I need help converting this problem into a python program. I've been at it for days and its due tomorrow. Someone please help!

In a locker room there are 1,000 lockers in a row numbered from 1 to 1,000. They are all closed. A monkey comes in and starting at locker 1opens every locker. Then another monkey comes in and starting with door two reverses every second door. Then another monkey comes in and reverses the door on every third locker. Then monkeys repeat the procedure with every fourth locker and every fifth and so on. What is the status of the lockers after 1,000 of these maneuvers? Create a Python program that allows a user to inquire the status of a given locker after the monkeys are done with the lockers.

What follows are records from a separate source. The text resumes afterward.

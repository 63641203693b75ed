//! Ledger service
//!
//! Records income, expenses and transfers through storage and answers
//! summary and listing queries. Expenses go through the balance check against
//! the active period before they are stored.

use chrono::NaiveDate;
use std::cmp::Ordering;

use crate::config::settings::Settings;
use crate::engine::{validate_expense, Aggregator, LedgerSummary, Verdict};
use crate::error::{LedgerError, LedgerResult};
use crate::models::{
    Account, Catalog, ExpenseCategory, ExpenseEvent, IncomeEvent, Money, PaymentMethod, Period,
    RecordError, TransferEvent,
};
use crate::storage::Storage;

use super::period::PeriodService;

/// Input for a new income event
#[derive(Debug, Clone)]
pub struct NewIncome<'s> {
    pub account: &'s str,
    pub amount: Money,
    pub date: NaiveDate,
    pub source: &'s str,
    pub payment_method: PaymentMethod,
}

/// Input for a new expense event
#[derive(Debug, Clone)]
pub struct NewExpense<'s> {
    pub account: &'s str,
    pub amount: Money,
    pub date: NaiveDate,
    pub category: &'s str,
    pub description: Option<String>,
    pub payment_method: PaymentMethod,
}

/// Input for a new transfer
#[derive(Debug, Clone)]
pub struct NewTransfer<'s> {
    pub from_account: &'s str,
    pub to_account: &'s str,
    pub amount: Money,
    pub date: NaiveDate,
    pub note: Option<String>,
}

/// Sort key for expense listings
#[derive(Debug, Clone, Copy, PartialEq, Eq, Default)]
pub enum ExpenseSort {
    #[default]
    Date,
    Amount,
    Category,
}

impl ExpenseSort {
    pub fn parse(s: &str) -> Option<Self> {
        match s.trim().to_lowercase().as_str() {
            "date" => Some(Self::Date),
            "amount" => Some(Self::Amount),
            "category" => Some(Self::Category),
            _ => None,
        }
    }
}

/// Filters and ordering for expense listings
///
/// The default lists everything, latest first.
#[derive(Debug, Clone)]
pub struct ExpenseQuery {
    pub account: Option<Account>,
    pub category: Option<ExpenseCategory>,
    pub period: Option<Period>,
    pub sort: ExpenseSort,
    pub descending: bool,
}

impl Default for ExpenseQuery {
    fn default() -> Self {
        Self {
            account: None,
            category: None,
            period: None,
            sort: ExpenseSort::Date,
            descending: true,
        }
    }
}

impl ExpenseQuery {
    fn matches(&self, expense: &ExpenseEvent) -> bool {
        self.account.as_ref().map_or(true, |a| expense.account() == a)
            && self.category.as_ref().map_or(true, |c| expense.category() == c)
            && self.period.as_ref().map_or(true, |p| p.contains(expense.date()))
    }

    fn compare(&self, a: &ExpenseEvent, b: &ExpenseEvent) -> Ordering {
        let by_date = a
            .date()
            .cmp(&b.date())
            .then_with(|| a.created_at().cmp(&b.created_at()));
        let ordering = match self.sort {
            ExpenseSort::Date => by_date,
            ExpenseSort::Amount => a.amount().cmp(&b.amount()).then(by_date),
            ExpenseSort::Category => a.category().cmp(b.category()).then(by_date),
        };
        if self.descending {
            ordering.reverse()
        } else {
            ordering
        }
    }
}

/// Service for recording and querying ledger events
pub struct LedgerService<'a> {
    storage: &'a Storage,
    catalog: Catalog,
    periods: PeriodService,
}

impl<'a> LedgerService<'a> {
    /// Create a ledger service; `today` decides the active period
    pub fn new(storage: &'a Storage, settings: &Settings, today: NaiveDate) -> LedgerResult<Self> {
        Ok(Self {
            storage,
            catalog: settings.catalog()?,
            periods: PeriodService::new(settings, today),
        })
    }

    pub fn catalog(&self) -> &Catalog {
        &self.catalog
    }

    /// The period containing today
    pub fn active_period(&self) -> Period {
        self.periods.current_period()
    }

    /// Resolve an account name against the catalog
    pub fn resolve_account(&self, name: &str) -> LedgerResult<Account> {
        self.catalog
            .account(name)
            .cloned()
            .ok_or_else(|| RecordError::UnknownAccount(name.trim().to_string()).into())
    }

    /// Resolve a category name against the catalog
    pub fn resolve_category(&self, name: &str) -> LedgerResult<ExpenseCategory> {
        self.catalog
            .category(name)
            .cloned()
            .ok_or_else(|| RecordError::UnknownCategory(name.trim().to_string()).into())
    }

    /// Record an income event
    pub fn record_income(&self, input: NewIncome<'_>) -> LedgerResult<IncomeEvent> {
        let account = self.resolve_account(input.account)?;
        let income = IncomeEvent::new(
            account,
            input.amount,
            input.date,
            input.source,
            input.payment_method,
        )?;

        self.storage.income.append(income.clone())?;
        self.storage.income.save()?;
        self.storage.log_create(&income)?;

        tracing::debug!(id = %income.id(), account = %income.account(), amount = %income.amount(), "recorded income");
        Ok(income)
    }

    /// Record an expense after checking the account can cover it
    ///
    /// The check uses the balance derived from events already accepted in
    /// the active period. A rejected expense is audited but never stored.
    pub fn record_expense(&self, input: NewExpense<'_>) -> LedgerResult<ExpenseEvent> {
        let account = self.resolve_account(input.account)?;
        let category = self.resolve_category(input.category)?;
        let expense = ExpenseEvent::new(
            account,
            input.amount,
            input.date,
            category,
            input.description,
            input.payment_method,
        )?;

        let summary = self.summary(self.active_period())?;
        if let Verdict::Reject(rejection) = validate_expense(&expense, &summary.per_account) {
            let err = LedgerError::from(rejection);
            tracing::warn!(account = %expense.account(), amount = %expense.amount(), "expense rejected: {}", err);
            self.storage.log_rejection(&expense, &err)?;
            return Err(err);
        }

        self.storage.expenses.append(expense.clone())?;
        self.storage.expenses.save()?;
        self.storage.log_create(&expense)?;

        tracing::debug!(id = %expense.id(), account = %expense.account(), amount = %expense.amount(), "recorded expense");
        Ok(expense)
    }

    /// Record a transfer between two configured accounts
    pub fn record_transfer(&self, input: NewTransfer<'_>) -> LedgerResult<TransferEvent> {
        let from = self.resolve_account(input.from_account)?;
        let to = self.resolve_account(input.to_account)?;
        let transfer = TransferEvent::new(from, to, input.amount, input.date, input.note)?;

        self.storage.transfers.append(transfer.clone())?;
        self.storage.transfers.save()?;
        self.storage.log_create(&transfer)?;

        tracing::debug!(id = %transfer.id(), amount = %transfer.amount(), "recorded transfer");
        Ok(transfer)
    }

    /// Aggregate everything stored for `period`
    pub fn summary(&self, period: Period) -> LedgerResult<LedgerSummary> {
        let incomes = self.storage.income.get_all()?;
        let expenses = self.storage.expenses.get_all()?;
        let transfers = self.storage.transfers.get_all()?;

        Ok(Aggregator::new(&self.catalog).aggregate(period, &incomes, &expenses, &transfers))
    }

    /// Summary of the active period
    pub fn active_summary(&self) -> LedgerResult<LedgerSummary> {
        self.summary(self.active_period())
    }

    /// Expenses matching `query`, in the requested order
    pub fn list_expenses(&self, query: &ExpenseQuery) -> LedgerResult<Vec<ExpenseEvent>> {
        let mut expenses: Vec<ExpenseEvent> = self
            .storage
            .expenses
            .get_all()?
            .into_iter()
            .filter(|e| query.matches(e))
            .collect();
        expenses.sort_by(|a, b| query.compare(a, b));
        Ok(expenses)
    }

    /// Look up an expense by its display id (e.g. "exp-1a2b3c4d")
    pub fn find_expense(&self, id: &str) -> LedgerResult<ExpenseEvent> {
        self.storage
            .expenses
            .find(id)?
            .ok_or_else(|| LedgerError::record_not_found("Expense", id.trim()))
    }

    /// Income events, latest first, optionally limited to a period
    pub fn list_income(&self, period: Option<&Period>) -> LedgerResult<Vec<IncomeEvent>> {
        let mut incomes: Vec<IncomeEvent> = self
            .storage
            .income
            .get_all()?
            .into_iter()
            .filter(|i| period.map_or(true, |p| p.contains(i.date())))
            .collect();
        incomes.sort_by(|a, b| (b.date(), b.created_at()).cmp(&(a.date(), a.created_at())));
        Ok(incomes)
    }

    /// Transfers, latest first, optionally limited to a period
    pub fn list_transfers(&self, period: Option<&Period>) -> LedgerResult<Vec<TransferEvent>> {
        let mut transfers: Vec<TransferEvent> = self
            .storage
            .transfers
            .get_all()?
            .into_iter()
            .filter(|t| period.map_or(true, |p| p.contains(t.date())))
            .collect();
        transfers.sort_by(|a, b| (b.date(), b.created_at()).cmp(&(a.date(), a.created_at())));
        Ok(transfers)
    }
}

Please start a new thread when you have a new question. What you have done here (posting a new question at the bottom of an existing thread) is called "thread hijacking" and is very frowned upon :(

Thread split and moved from C++ -> Python forum. Now read this and you're ready to start.

The status of a locker L is calculated by the number of divisors of L.
The most naive approach is to count all divisors. The advanced would be prime factorization.
If the first locker is indexed by 1 and the last 1000, then

``````locker=4
print "open? ",bool(sum(1 for i in xrange(1,locker+1) if locker%i==0)%2)``````

The answer is simple. Put Some Damn Locks On The Lockers! You have to have a way to keep track of the lockers that you understand. It can be as simple as a list of integers that you set to zero/false for closed, and 1/true for open, that is sent to a function that also receives the "monkey number" and reverses every "monkey number" locker, then returns the list. Print the list and see if it is the same as slate's solution.

``````##   A helpful trick
x = False
for j in range(5):
print x
x = not(x)
## or
x = 0
reverse = [1, 0]
for j in range(5):
print x
x = reverse[x]
print x``````

These monkey's second name must be Erastoshtenes :) And the key opening/closing is called slice with step parameter. Then we have status of every door ready. Only these monkeys continue after square root of 1000 with only job of one door.